Мать Маме, шестидесятилетняя Пусур Узманян, держит на руках маленького внука, второй внук прячется за ней, держится за полу платья и из этого надежного укрытия смотрит на нас. «У меня десять детей, - гордо говорит она, едва успев познакомиться со мной, - пять сыновей и пять дочерей и сорок внуков». Внук Усуп с удовольствием перебирается с бабушкиных рук ко мне и долго отказывается перейти «на ручки» к родственникам. Мне это приятно, и я сразу же рассказываю Пусур о моих детях, о выходящей замуж дочери и сыне-музыканте.

Пока мы беседуем, в одной из палаток накрывают стол и приглашают нас завтракать. Большая армейская палатка внутри разделена на две части. Передняя - жилая. Там стоит столик, окруженный старыми школьными стульчиками. В центре - печка. Там же одна-две кровати. На печную трубу надет небольшой бак с краном в нижней части. Когда топят печь, она нагревает воду в баке. «Наше изобретение», - гордо говорит Маме. Задняя часть палатки отгорожена, и там находится производственная часть: Бочки, где солится сыр, небольшое сырохранилище и склад всякой всячины. Там же несколько кроватей. В одной палатке может спать до десяти человек. Разумеется, у палаток нет пола, входя в палатку, ступаешь по пробивающейся травке.

В углу стоит сепаратор. Это машинка, похожая на большую мясорубку с широким раструбом. Сам раструб напоминает таз. Туда наливается молоко, после чего крутят ручку этой «мясорубки». Ее трудно раскрутить из-за инерции маховика (его замечаешь позже). Из двух трубок начинают течь, отделенные друг от друга чистое коровье молоко (овечье через сепаратор не пропускают) и сливки. Из сливок потом делают сметану и масло, а молоко идет на производство сыра и мацони. Ручку сепаратора без видимых усилий крутит крепко сбитая, полноватая с широкими бровями Азнив Мамоян.

Рядом с печкой лежит овца. Маме говорит, что у нее отнялись задние ноги, и она не может ходить. Днем перед ней положили пук травы, который она методично поедала. В угол палатки то и дело забредали куры. Дети раз за разом их выгоняли. Выяснилось, что куры ходят туда откладывать яйца. «Они откладывают яйца в двух-трех местах, - объясняют нам. - Здесь одно из мест. Дети выгоняют кур после того, как они отложат яйцо». И действительно, в углу под лавкой и каким-то хламом лежало свежеотложенное яйцо.

Пятилетнюю девочку, которая активнее всех гоняла кур, зовут Моника. Странное имя для вершины Арагаца.

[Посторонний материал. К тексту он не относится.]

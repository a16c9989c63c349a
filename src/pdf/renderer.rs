//! Page rasterization.
//!
//! [`PageRenderer`] opens one page from a session, sizes an output buffer with
//! the scaler, renders into it and closes the page again before returning.

use super::engine::{EngineError, EnginePage, PdfEngine, RenderMode};
use super::scaler::{compute_scaled_size, Scale};
use super::session::PdfSession;
use image::RgbaImage;
use serde::Serialize;
use thiserror::Error;
use tracing::debug;

/// Errors that can occur while rendering a single page.
///
/// A failed page leaves the session and any other rendered pages intact.
#[derive(Error, Debug)]
pub enum RenderError {
    #[error("Invalid page index: {index} (document has {page_count} pages)")]
    InvalidPage { index: u32, page_count: u32 },

    #[error("No document loaded")]
    SessionClosed,

    #[error("Rendering page {index} failed: {source}")]
    Engine {
        index: u32,
        #[source]
        source: EngineError,
    },

    #[error("Failed to allocate a {width}x{height} raster buffer")]
    Allocation { width: u32, height: u32 },
}

impl Serialize for RenderError {
    fn serialize<S>(&self, serializer: S) -> Result<S::Ok, S::Error>
    where
        S: serde::Serializer,
    {
        serializer.serialize_str(&self.to_string())
    }
}

/// A width x height grid of RGBA8 pixels, row-major.
#[derive(Debug, Clone, PartialEq, Eq)]
pub struct RasterBuffer {
    width: u32,
    height: u32,
    pixels: Vec<u8>,
}

impl RasterBuffer {
    /// Allocates a transparent buffer. Both dimensions must be at least 1.
    pub fn new(width: u32, height: u32) -> Result<Self, RenderError> {
        let alloc_error = RenderError::Allocation { width, height };
        if width == 0 || height == 0 {
            return Err(alloc_error);
        }
        let len = (width as usize)
            .checked_mul(height as usize)
            .and_then(|n| n.checked_mul(4))
            .ok_or(RenderError::Allocation { width, height })?;

        let mut pixels = Vec::new();
        pixels.try_reserve_exact(len).map_err(|_| alloc_error)?;
        pixels.resize(len, 0);

        Ok(Self {
            width,
            height,
            pixels,
        })
    }

    /// Wraps existing RGBA8 data. Returns `None` if the length does not match.
    pub fn from_rgba(width: u32, height: u32, pixels: Vec<u8>) -> Option<Self> {
        if width == 0 || height == 0 {
            return None;
        }
        let expected = (width as usize)
            .checked_mul(height as usize)?
            .checked_mul(4)?;
        (pixels.len() == expected).then_some(Self {
            width,
            height,
            pixels,
        })
    }

    pub fn width(&self) -> u32 {
        self.width
    }

    pub fn height(&self) -> u32 {
        self.height
    }

    pub fn pixels(&self) -> &[u8] {
        &self.pixels
    }

    pub fn pixels_mut(&mut self) -> &mut [u8] {
        &mut self.pixels
    }

    /// RGBA value at (`x`, `y`).
    pub fn pixel(&self, x: u32, y: u32) -> Option<[u8; 4]> {
        if x >= self.width || y >= self.height {
            return None;
        }
        let offset = (y as usize * self.width as usize + x as usize) * 4;
        let px = &self.pixels[offset..offset + 4];
        Some([px[0], px[1], px[2], px[3]])
    }

    /// Fills every pixel with `rgba`.
    pub fn fill(&mut self, rgba: [u8; 4]) {
        for px in self.pixels.chunks_exact_mut(4) {
            px.copy_from_slice(&rgba);
        }
    }

    /// Copies an image of identical dimensions into the buffer.
    pub fn copy_from_image(&mut self, image: &RgbaImage) -> bool {
        if image.dimensions() != (self.width, self.height) {
            return false;
        }
        self.pixels.copy_from_slice(image.as_raw());
        true
    }
}

/// Renders session pages at a fixed density and zoom.
#[derive(Debug, Clone, Copy, PartialEq)]
pub struct PageRenderer {
    scale: Scale,
    mode: RenderMode,
}

impl PageRenderer {
    /// `density` is the display's pixels per point, `zoom` the user zoom factor
    /// (1.0 for the natural size).
    pub fn new(density: f32, zoom: f32, mode: RenderMode) -> Self {
        Self {
            scale: Scale::uniform(density, zoom),
            mode,
        }
    }

    /// Renders page `index` of `session` into a new buffer.
    ///
    /// The page handle is opened and closed within this call, on success and
    /// on every failure path.
    pub fn render<'e, E: PdfEngine + 'e>(
        &self,
        session: &PdfSession<'e, E>,
        index: u32,
    ) -> Result<RasterBuffer, RenderError> {
        let page = session.open_page(index)?;

        let size = page.size();
        let (width, height) = compute_scaled_size(size.width, size.height, self.scale);
        let mut buffer = RasterBuffer::new(width, height)?;

        let rendered = page.render(&mut buffer, &self.scale.transform(), self.mode);
        drop(page);
        rendered.map_err(|source| RenderError::Engine { index, source })?;

        debug!(
            page = index,
            width,
            height,
            points_width = size.width,
            points_height = size.height,
            "rendered page"
        );
        Ok(buffer)
    }
}

#[cfg(test)]
mod tests {
    use super::*;
    use crate::pdf::engine::Transform;
    use crate::pdf::testing::{FakeEngine, FakePage};
    use crate::pdf::PdfSource;

    fn open_session<'e>(
        engine: &'e FakeEngine,
        dir: &tempfile::TempDir,
    ) -> PdfSession<'e, FakeEngine> {
        let path = FakeEngine::write_pdf(dir.path(), "doc.pdf");
        PdfSession::open(engine, &PdfSource::Path(path), "webview.pdf").unwrap()
    }

    #[test]
    fn renders_at_density_scale() {
        let dir = tempfile::tempdir().unwrap();
        let engine = FakeEngine::new(vec![FakePage::new(612.0, 792.0)]);
        let session = open_session(&engine, &dir);

        let renderer = PageRenderer::new(2.0, 1.0, RenderMode::Display);
        let buffer = renderer.render(&session, 0).unwrap();

        assert_eq!((buffer.width(), buffer.height()), (1224, 1584));
        assert_eq!(buffer.pixel(0, 0), Some(FakePage::DEFAULT_COLOR));
        assert_eq!(engine.stats().last_mode(), Some(RenderMode::Display));
        assert_eq!(engine.stats().last_transform(), Some(Transform::scale(2.0, 2.0)));
    }

    #[test]
    fn page_is_closed_after_success_and_failure() {
        let dir = tempfile::tempdir().unwrap();
        let engine = FakeEngine::new(vec![
            FakePage::new(100.0, 100.0),
            FakePage::new(100.0, 100.0).failing(),
        ]);
        let session = open_session(&engine, &dir);
        let renderer = PageRenderer::new(1.0, 1.0, RenderMode::Display);

        renderer.render(&session, 0).unwrap();
        assert_eq!(engine.stats().open_pages(), 0);

        let err = renderer.render(&session, 1).unwrap_err();
        assert!(matches!(err, RenderError::Engine { index: 1, .. }));
        assert_eq!(engine.stats().open_pages(), 0);
        assert_eq!(engine.stats().pages_opened(), 2);
        assert_eq!(engine.stats().max_open_pages(), 1);
    }

    #[test]
    fn failure_does_not_poison_the_session() {
        let dir = tempfile::tempdir().unwrap();
        let engine = FakeEngine::new(vec![
            FakePage::new(50.0, 50.0).failing(),
            FakePage::new(50.0, 50.0).color([10, 20, 30, 255]),
        ]);
        let session = open_session(&engine, &dir);
        let renderer = PageRenderer::new(1.0, 1.0, RenderMode::Display);

        assert!(renderer.render(&session, 0).is_err());
        let buffer = renderer.render(&session, 1).unwrap();
        assert_eq!(buffer.pixel(49, 49), Some([10, 20, 30, 255]));
        assert!(session.is_open());
    }

    #[test]
    fn rejects_out_of_range_index() {
        let dir = tempfile::tempdir().unwrap();
        let engine = FakeEngine::new(vec![FakePage::new(10.0, 10.0)]);
        let session = open_session(&engine, &dir);
        let renderer = PageRenderer::new(1.0, 1.0, RenderMode::Display);

        let err = renderer.render(&session, 1).unwrap_err();
        assert!(matches!(
            err,
            RenderError::InvalidPage {
                index: 1,
                page_count: 1
            }
        ));
        assert_eq!(engine.stats().pages_opened(), 0);
    }

    #[test]
    fn closed_session_cannot_render() {
        let dir = tempfile::tempdir().unwrap();
        let engine = FakeEngine::new(vec![FakePage::new(10.0, 10.0)]);
        let mut session = open_session(&engine, &dir);
        session.close();

        let renderer = PageRenderer::new(1.0, 1.0, RenderMode::Display);
        assert!(matches!(
            renderer.render(&session, 0),
            Err(RenderError::SessionClosed)
        ));
        assert_eq!(engine.stats().pages_opened(), 0);
    }

    #[test]
    fn passes_print_mode_through() {
        let dir = tempfile::tempdir().unwrap();
        let engine = FakeEngine::new(vec![FakePage::new(10.0, 10.0)]);
        let session = open_session(&engine, &dir);

        PageRenderer::new(1.0, 1.0, RenderMode::Print)
            .render(&session, 0)
            .unwrap();
        assert_eq!(engine.stats().last_mode(), Some(RenderMode::Print));
    }

    #[test]
    fn buffer_allocation_checks_dimensions() {
        assert!(matches!(
            RasterBuffer::new(0, 10),
            Err(RenderError::Allocation { width: 0, height: 10 })
        ));
        assert!(RasterBuffer::new(u32::MAX, u32::MAX).is_err());

        let buffer = RasterBuffer::new(3, 2).unwrap();
        assert_eq!(buffer.pixels().len(), 24);
        assert_eq!(buffer.pixel(2, 1), Some([0, 0, 0, 0]));
        assert_eq!(buffer.pixel(3, 0), None);
    }

    #[test]
    fn from_rgba_requires_matching_length() {
        assert!(RasterBuffer::from_rgba(2, 2, vec![0; 16]).is_some());
        assert!(RasterBuffer::from_rgba(2, 2, vec![0; 15]).is_none());
        assert!(RasterBuffer::from_rgba(0, 2, Vec::new()).is_none());
    }

    #[test]
    fn copies_images_of_matching_size() {
        let mut buffer = RasterBuffer::new(2, 2).unwrap();
        let image = RgbaImage::from_pixel(2, 2, image::Rgba([1, 2, 3, 4]));
        assert!(buffer.copy_from_image(&image));
        assert_eq!(buffer.pixel(1, 1), Some([1, 2, 3, 4]));

        let wrong = RgbaImage::new(3, 2);
        assert!(!buffer.copy_from_image(&wrong));
    }
}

Маме приглашает нас за стол. С нами садится Шариф, двадцатичетырехлетний кузен Маме. Шариф несколько лет жил в Германии, окончил школу под Ганновером. За завтраком Маме рассказывает о себе. Он гражданин России, вместе с братьями живет в Кемерово, занимается торговлей. Весной родители потребовали, чтобы один из братьев приехал в Армению, чтобы помочь управиться с овцами. Посовещавшись, братья отправили домой младшего. В Кемерово братья стоят на рынке, торгуют одеждой и обувью. Товар в основном китайский, его привозят из Казахстана. Живут хорошо. Маме первый встреченный мной езид, который не жаловался на жизнь и достаток.

Любопытное стойбище, что и говорить. На самой верхушке Армении живут езиды, один из которых вырос в Германии, а другой - гражданин России.

Вернемся, однако, к нашему кочевью. После завтрака (на завтрак подали овечью кавурму, сметану, мацун, сыр, кофе и водку) молодежь отправляется чистить загоны, земля которых оказалась полностью загаженной после дождливой ночи. Видимо, загоны в последний раз чистили задолго до дождя, так что грязи было, скажем прямо, немало.

Трое мужчин - Маме, Шариф и тридцатипятилетний Усуп Броян - взялись за уборку. С ними была молоденькая Аник Узманян. Она управлялась с лопатой так ловко, что дала бы десять очков вперед любому из мужчин. Шарифу можно было дать и пятьдесят очков вперед. Он работал крайне неумело - ноги его то и дело скользили, лопата натыкалась на невидимые препятствия, да и останавливался он чаще других - отдохнуть, перекурить. Видно было, что его тело не привыкло к такой работе. В Ганновере, конечно, этому не учат.

После пары часов работы загоны оказались более или менее чистыми.

Вдруг шум: «Зизо убежал!» Маме берет уздечку и уходит в горы. Прошло около получаса, и Зизо вернулся. Грустный и покорный, он дал себя привязать.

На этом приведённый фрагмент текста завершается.